BACKGROUND: Detection of splice sites plays a key role for predicting the gene structure and thus development of efficient analytical methods for splice site prediction is vital. This paper presents a novel sequence encoding approach based on the adjacent di-nucleotide dependencies in which the donor splice site motifs are encoded into numeric vectors. The encoded vectors are then used as input in Random Forest (RF), Support Vector Machines (SVM) and Artificial Neural Network (ANN), Bagging, Boosting, Logistic regression, kNN and Naïve Bayes classifiers for prediction of donor splice sites. RESULTS: The performance of the proposed approach is evaluated on the donor splice site sequence data of Homo sapiens, collected from Homo Sapiens Splice Sites Dataset (HS3D). The results showed that RF outperformed all the considered classifiers.

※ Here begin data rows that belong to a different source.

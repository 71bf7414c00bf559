//! Check macros.

/// Returns `Err($err.into())` from the enclosing function unless `$cond` holds.
///
/// ```
/// use strata_mem::{TryReserveError, ensure};
///
/// fn grow(n: usize) -> Result<usize, TryReserveError> {
///     ensure!(n <= isize::MAX as usize, TryReserveError::CapacityOverflow);
///     Ok(n * 2)
/// }
///
/// assert!(grow(usize::MAX).is_err());
/// ```
#[macro_export]
macro_rules! ensure {
    ($cond:expr, $err:expr $(,)?) => {
        if !$cond {
            return ::core::result::Result::Err(::core::convert::From::from($err));
        }
    };
}

/// Debug-only check of a caller obligation on an `unsafe` API.
///
/// Compiles to nothing in release builds.
#[macro_export]
macro_rules! precondition {
    ($cond:expr $(,)?) => {
        debug_assert!($cond, concat!("precondition violated: ", stringify!($cond)))
    };
    ($cond:expr, $($arg:tt)+) => {
        debug_assert!($cond, $($arg)+)
    };
}
//! Error types shared by every strata container.

use std::alloc::Layout;

use thiserror::Error;

/// The global allocator returned null for `layout`.
#[derive(Clone, Copy, Debug, PartialEq, Eq, Error)]
#[error("memory allocation of {} bytes failed", layout.size())]
pub struct AllocError {
    /// Layout of the failed request.
    pub layout: Layout,
}

/// Error returned by fallible (`try_*`) growth operations.
#[derive(Clone, Copy, Debug, PartialEq, Eq, Error)]
pub enum TryReserveError {
    /// The requested element count exceeds what the address space can hold.
    #[error("capacity overflow")]
    CapacityOverflow,
    /// The allocator could not satisfy the request.
    #[error(transparent)]
    AllocError(#[from] AllocError),
}

impl TryReserveError {
    /// Escalates the error the way infallible operations do: aborts through
    /// [`std::alloc::handle_alloc_error`] on allocation failure, panics with
    /// `"capacity overflow"` otherwise.
    #[cold]
    #[track_caller]
    pub fn handle(self) -> ! {
        match self {
            TryReserveError::CapacityOverflow => panic!("capacity overflow"),
            TryReserveError::AllocError(e) => std::alloc::handle_alloc_error(e.layout),
        }
    }
}

/// Checked index access outside `[0, len)`.
#[derive(Clone, Copy, Debug, PartialEq, Eq, Error)]
#[error("index {index} out of range for length {len}")]
pub struct RangeError {
    /// Requested index.
    pub index: usize,
    /// Length of the container at the time of the call.
    pub len: usize,
}
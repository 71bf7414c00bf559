//! Allocation failure injection for rollback tests.
//!
//! State is thread-local, so tests running in parallel do not interfere.
//! Every [`Allocator`](crate::Allocator) call on the current thread consults
//! it.
//!
//! ```
//! use strata_mem::{Allocator, fault};
//!
//! let _guard = fault::fail_after(1);
//! let a = Allocator::<u64>::allocate(4).unwrap();
//! assert!(Allocator::<u64>::allocate(4).is_err());
//! unsafe { Allocator::<u64>::deallocate(a, 4) };
//! ```

use std::cell::Cell;

thread_local! {
    static REMAINING: Cell<Option<usize>> = const { Cell::new(None) };
    static LIVE: Cell<isize> = const { Cell::new(0) };
}

/// Disarms injection when dropped.
#[must_use = "injection is disarmed as soon as the guard is dropped"]
#[derive(Debug)]
pub struct FaultGuard {
    _private: (),
}

impl Drop for FaultGuard {
    fn drop(&mut self) {
        REMAINING.with(|r| r.set(None));
    }
}

/// Lets the next `n` allocations on this thread succeed, then fails every
/// allocation until the returned guard is dropped.
pub fn fail_after(n: usize) -> FaultGuard {
    REMAINING.with(|r| r.set(Some(n)));
    FaultGuard { _private: () }
}

/// Number of allocations made on this thread that have not been freed.
///
/// Compare before and after an operation to detect leaks.
pub fn live_allocations() -> isize {
    LIVE.with(Cell::get)
}

pub(crate) fn should_fail() -> bool {
    REMAINING.with(|r| match r.get() {
        None => false,
        Some(0) => true,
        Some(n) => {
            r.set(Some(n - 1));
            false
        }
    })
}

pub(crate) fn record_alloc() {
    LIVE.with(|l| l.set(l.get() + 1));
}

pub(crate) fn record_dealloc() {
    LIVE.with(|l| l.set(l.get() - 1));
}
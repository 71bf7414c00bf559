//! Segmented-buffer deque and the container adapters built on it.
//!
//! - [`Deque`]: double-ended queue over a map of fixed-size buffers, with
//!   stable element addresses under growth at either end and random-access
//!   [`SegmentCursor`]s.
//! - [`Queue`], [`Stack`], [`PriorityQueue`]: adapters generic over the
//!   capabilities in [`sequence`].
//!
//! # Example
//!
//! ```
//! use strata_collections::{Deque, deque};
//!
//! let mut d = deque![1, 2, 3, 4, 5];
//! d.insert(2, 99);
//! assert_eq!(d, [1, 2, 99, 3, 4, 5]);
//!
//! d.erase(..);
//! d.push_back(7);
//! assert_eq!(d, [7]);
//! ```

#![warn(missing_docs)]

mod deque;
mod priority_queue;
mod queue;
pub mod sequence;
mod stack;

pub use deque::{
    ConfigError, DEFAULT_MAP_INIT_SIZE, DEFAULT_MAP_SLACK, Deque, DequeBuilder, IntoIter, Iter,
    IterMut, MapPolicy, SegmentCursor, Segments, buffer_size,
};
pub use priority_queue::PriorityQueue;
pub use queue::Queue;
pub use sequence::{BackSequence, FrontSequence, RandomAccessSequence};
pub use stack::Stack;

pub use strata_mem::{RangeError, TryReserveError};

/// Creates a [`Deque`] from a list of elements or from `value; n`.
///
/// ```
/// use strata_collections::deque;
///
/// let d = deque!['a', 'b'];
/// assert_eq!(d.len(), 2);
///
/// let z = deque![0u8; 5];
/// assert_eq!(z, [0; 5]);
/// ```
#[macro_export]
macro_rules! deque {
    () => {
        $crate::Deque::new()
    };
    ($value:expr; $n:expr) => {
        $crate::Deque::from_elem($value, $n)
    };
    ($($x:expr),+ $(,)?) => {
        $crate::Deque::from([$($x),+])
    };
}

Besides, RF achieved higher prediction accuracy than the existing methods viz., MEM, MDD, WMM, MM1, NNSplice and SpliceView, while compared using an independent test dataset. CONCLUSION: Based on the proposed approach, we have developed an online prediction server (MaLDoSS) to help the biological community in predicting the donor splice sites. The server is made freely available at http://cabgrid.res.in:8080/maldoss. Due to computational feasibility and high prediction accuracy, the proposed approach is believed to help in predicting the eukaryotic gene structure. ELECTRONIC SUPPLEMENTARY MATERIAL: The online version of this article (doi:10.1186/s13040-016-0086-4) contains supplementary material, which is available to authorized users.